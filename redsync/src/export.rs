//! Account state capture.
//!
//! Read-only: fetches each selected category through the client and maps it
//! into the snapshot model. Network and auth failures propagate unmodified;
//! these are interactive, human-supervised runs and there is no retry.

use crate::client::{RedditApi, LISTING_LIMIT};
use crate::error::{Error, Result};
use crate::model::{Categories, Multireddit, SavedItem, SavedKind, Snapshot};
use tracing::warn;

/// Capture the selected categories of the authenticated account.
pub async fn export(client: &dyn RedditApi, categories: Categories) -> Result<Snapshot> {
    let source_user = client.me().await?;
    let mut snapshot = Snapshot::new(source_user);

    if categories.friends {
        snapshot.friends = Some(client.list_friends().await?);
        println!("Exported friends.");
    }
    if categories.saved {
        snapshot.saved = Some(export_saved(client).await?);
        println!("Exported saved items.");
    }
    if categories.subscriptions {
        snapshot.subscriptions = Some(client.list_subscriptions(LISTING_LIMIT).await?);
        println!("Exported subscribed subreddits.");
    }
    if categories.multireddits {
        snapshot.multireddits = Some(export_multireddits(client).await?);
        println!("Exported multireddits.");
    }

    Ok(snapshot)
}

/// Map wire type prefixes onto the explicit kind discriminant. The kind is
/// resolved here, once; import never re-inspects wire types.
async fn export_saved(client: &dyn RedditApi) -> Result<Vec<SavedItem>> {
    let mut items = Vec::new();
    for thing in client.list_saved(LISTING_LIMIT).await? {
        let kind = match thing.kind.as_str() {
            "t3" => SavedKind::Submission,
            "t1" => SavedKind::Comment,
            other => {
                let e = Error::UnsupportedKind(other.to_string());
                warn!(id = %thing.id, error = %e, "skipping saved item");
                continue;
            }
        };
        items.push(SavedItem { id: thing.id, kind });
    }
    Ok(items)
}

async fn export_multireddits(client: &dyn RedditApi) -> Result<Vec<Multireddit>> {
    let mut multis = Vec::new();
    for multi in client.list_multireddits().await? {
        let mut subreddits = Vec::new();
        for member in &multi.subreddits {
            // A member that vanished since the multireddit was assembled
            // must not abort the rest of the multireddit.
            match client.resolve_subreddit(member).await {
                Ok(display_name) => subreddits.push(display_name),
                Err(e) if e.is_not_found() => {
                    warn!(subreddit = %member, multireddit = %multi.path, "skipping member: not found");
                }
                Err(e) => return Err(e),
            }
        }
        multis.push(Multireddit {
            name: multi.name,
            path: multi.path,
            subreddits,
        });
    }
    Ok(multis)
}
● ● ● ● ● ● ●
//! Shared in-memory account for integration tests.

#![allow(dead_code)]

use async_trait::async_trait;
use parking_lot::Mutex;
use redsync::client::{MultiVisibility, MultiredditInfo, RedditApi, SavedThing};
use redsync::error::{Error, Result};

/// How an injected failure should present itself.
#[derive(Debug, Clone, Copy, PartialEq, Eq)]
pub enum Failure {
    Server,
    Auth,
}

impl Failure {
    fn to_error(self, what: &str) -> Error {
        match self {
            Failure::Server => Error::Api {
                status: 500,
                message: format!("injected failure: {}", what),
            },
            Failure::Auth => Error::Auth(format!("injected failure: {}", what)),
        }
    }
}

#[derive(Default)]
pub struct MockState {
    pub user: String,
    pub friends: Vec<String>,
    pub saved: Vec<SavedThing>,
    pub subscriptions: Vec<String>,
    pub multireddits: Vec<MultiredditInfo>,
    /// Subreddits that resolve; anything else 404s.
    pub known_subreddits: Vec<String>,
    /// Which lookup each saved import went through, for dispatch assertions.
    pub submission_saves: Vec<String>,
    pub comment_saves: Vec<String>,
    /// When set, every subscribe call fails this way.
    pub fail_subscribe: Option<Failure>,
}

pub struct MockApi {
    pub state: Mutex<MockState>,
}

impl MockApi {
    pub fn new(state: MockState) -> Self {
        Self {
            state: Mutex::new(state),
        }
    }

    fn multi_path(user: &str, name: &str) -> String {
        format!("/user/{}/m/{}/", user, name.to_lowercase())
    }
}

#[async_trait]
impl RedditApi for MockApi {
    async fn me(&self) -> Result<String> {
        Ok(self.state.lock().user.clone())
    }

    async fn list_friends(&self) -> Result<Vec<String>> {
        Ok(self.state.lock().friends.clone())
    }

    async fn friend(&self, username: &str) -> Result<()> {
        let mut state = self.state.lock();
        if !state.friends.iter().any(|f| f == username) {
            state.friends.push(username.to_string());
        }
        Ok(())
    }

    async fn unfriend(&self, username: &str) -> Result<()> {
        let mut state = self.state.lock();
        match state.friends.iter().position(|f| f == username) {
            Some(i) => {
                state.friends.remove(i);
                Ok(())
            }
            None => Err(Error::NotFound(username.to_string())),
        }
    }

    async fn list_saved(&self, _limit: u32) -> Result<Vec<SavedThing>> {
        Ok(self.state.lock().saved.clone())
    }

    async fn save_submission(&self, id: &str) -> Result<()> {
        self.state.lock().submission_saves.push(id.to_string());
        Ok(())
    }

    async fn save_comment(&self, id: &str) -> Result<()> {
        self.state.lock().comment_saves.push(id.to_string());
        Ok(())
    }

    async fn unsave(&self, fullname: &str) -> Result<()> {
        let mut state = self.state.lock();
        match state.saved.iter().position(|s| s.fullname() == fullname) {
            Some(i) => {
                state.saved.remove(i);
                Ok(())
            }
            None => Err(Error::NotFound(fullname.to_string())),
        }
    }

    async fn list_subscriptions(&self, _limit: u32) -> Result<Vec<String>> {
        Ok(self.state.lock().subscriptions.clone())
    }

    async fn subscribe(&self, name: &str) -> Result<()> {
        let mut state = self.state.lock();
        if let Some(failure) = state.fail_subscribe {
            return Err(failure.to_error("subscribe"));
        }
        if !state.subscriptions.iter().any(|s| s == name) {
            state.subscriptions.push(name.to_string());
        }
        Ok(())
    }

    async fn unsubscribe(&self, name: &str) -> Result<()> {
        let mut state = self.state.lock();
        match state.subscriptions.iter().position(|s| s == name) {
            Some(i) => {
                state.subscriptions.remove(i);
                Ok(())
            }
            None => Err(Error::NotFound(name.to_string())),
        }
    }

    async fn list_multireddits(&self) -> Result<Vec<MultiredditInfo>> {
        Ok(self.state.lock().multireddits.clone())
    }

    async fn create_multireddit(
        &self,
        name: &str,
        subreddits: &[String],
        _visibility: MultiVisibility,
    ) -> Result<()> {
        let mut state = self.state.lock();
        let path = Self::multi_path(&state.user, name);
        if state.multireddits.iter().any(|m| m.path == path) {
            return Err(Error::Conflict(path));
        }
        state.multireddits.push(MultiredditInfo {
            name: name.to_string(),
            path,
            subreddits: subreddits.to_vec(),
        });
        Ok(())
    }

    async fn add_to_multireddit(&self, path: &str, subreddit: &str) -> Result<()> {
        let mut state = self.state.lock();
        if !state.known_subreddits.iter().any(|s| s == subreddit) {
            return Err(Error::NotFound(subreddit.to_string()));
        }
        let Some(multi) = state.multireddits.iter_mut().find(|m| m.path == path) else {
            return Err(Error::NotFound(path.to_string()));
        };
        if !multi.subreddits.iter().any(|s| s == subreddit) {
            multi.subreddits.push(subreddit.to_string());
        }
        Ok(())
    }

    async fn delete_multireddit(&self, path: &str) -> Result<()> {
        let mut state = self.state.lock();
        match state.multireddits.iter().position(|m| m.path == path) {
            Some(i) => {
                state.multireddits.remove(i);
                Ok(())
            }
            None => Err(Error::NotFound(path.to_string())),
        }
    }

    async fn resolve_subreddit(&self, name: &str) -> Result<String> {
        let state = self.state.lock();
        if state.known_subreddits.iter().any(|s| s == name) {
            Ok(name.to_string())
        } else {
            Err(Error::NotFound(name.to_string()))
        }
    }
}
● ● ● ● ● ● ●
• [EXERCISE BRIEF]
Reproduce each line of the records in which the string "multis" appears.

• [ANSWER BOX]
    let mut multis = Vec::new();
        multis.push(Multireddit {
    Ok(multis)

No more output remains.